Especially for John Neuharth, the producer on the late news. Every day at work, he held a position of influence, and was expected to be responsible for election coverage. Throughout the campaign, he stayed silent—about gay rights, about Anita Bryant, about the fact that he was gay himself.
30 years later, watching the movie Milk didn’t just mean memories; it meant far more.
“It all came flooding back when I sat in the movie. It was hard to watch. I was right there—and I did nothing to help. In retrospect, I feel angry at myself–that I didn’t do more against Anita Bryant when I could have. I don’t even think we realized back then how much was at stake.”
Today John is 65. He no longer works in television—he watches. Like everyone else, he watched the election results out of California against gay marriage. Soon after that election, he watched Milk. And he was finished watching.

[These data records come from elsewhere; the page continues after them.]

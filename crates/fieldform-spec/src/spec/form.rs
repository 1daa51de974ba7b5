use schemars::JsonSchema;
use serde::{Deserialize, Serialize};

use crate::spec::field::FieldDefinition;

/// Geometry a response of this schema captures alongside its values.
#[derive(Debug, Clone, Copy, PartialEq, Eq, Default, Serialize, Deserialize, JsonSchema)]
#[serde(rename_all = "snake_case")]
pub enum GeometryKind {
    #[default]
    None,
    Point,
    Line,
    Polygon,
}

/// Logical grouping of fields assigned to one wizard page.
#[derive(Debug, Clone, PartialEq, Serialize, Deserialize, JsonSchema)]
pub struct Section {
    pub id: String,
    pub title: String,
    #[serde(rename = "pageNumber")]
    pub page_number: u32,
}

/// Top-level form definition consumed from the authoring collaborator.
#[derive(Debug, Clone, PartialEq, Serialize, Deserialize, JsonSchema)]
pub struct FormSchema {
    pub id: String,
    pub title: String,
    #[serde(default, skip_serializing_if = "Option::is_none")]
    pub description: Option<String>,
    #[serde(default)]
    pub geometry_type: GeometryKind,
    #[serde(default, rename = "multiPage")]
    pub multi_page: bool,
    #[serde(default = "default_total_pages", rename = "totalPages")]
    pub total_pages: u32,
    #[serde(default, skip_serializing_if = "Vec::is_empty")]
    pub sections: Vec<Section>,
    pub fields: Vec<FieldDefinition>,
}

fn default_total_pages() -> u32 {
    1
}

impl FormSchema {
    pub fn field(&self, name: &str) -> Option<&FieldDefinition> {
        self.fields.iter().find(|field| field.name == name)
    }

    pub fn section(&self, id: &str) -> Option<&Section> {
        self.sections.iter().find(|section| section.id == id)
    }

    /// Page a field is placed on via its section, if the section exists.
    pub fn page_of(&self, field: &FieldDefinition) -> Option<u32> {
        self.section(&field.section_id)
            .map(|section| section.page_number)
    }

    /// Fields belonging to sections on the given page, in declaration order.
    pub fn fields_on_page(&self, page: u32) -> impl Iterator<Item = &FieldDefinition> {
        self.fields
            .iter()
            .filter(move |field| self.page_of(field) == Some(page))
    }
}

“When I saw Harvey Milk on the screen, I thought back to Anita Bryant. And I thought I should have done something back then. But I can still do it now.”
So John drove across the state of Florida to take part in a grassroots protest demonstrating outside the wedding of Florida governor Charlie Crist. Crist had just voted to change the state constitution to ban same-sex marriage. John even ended up on the other side of the news this time, quoted in the St. Petersburg Times, saying ” We have to do something.”
As he told me afterwards, his Milk moment isn’t just personal; he sees Proposition 8 and similar efforts as a wakeup call with repercussions far beyond gay rights. “What’s at stake is not just gay people but everyone else. Prejudice is still out there, under the surface, directed at lots of different groups. If someone can legislate our rights away, what group is next?”
An activist is born. At 65. Proving its never too late to stand up for what you believe in. And continuing the legacy of Harvey Milk. I think Milk would be proud.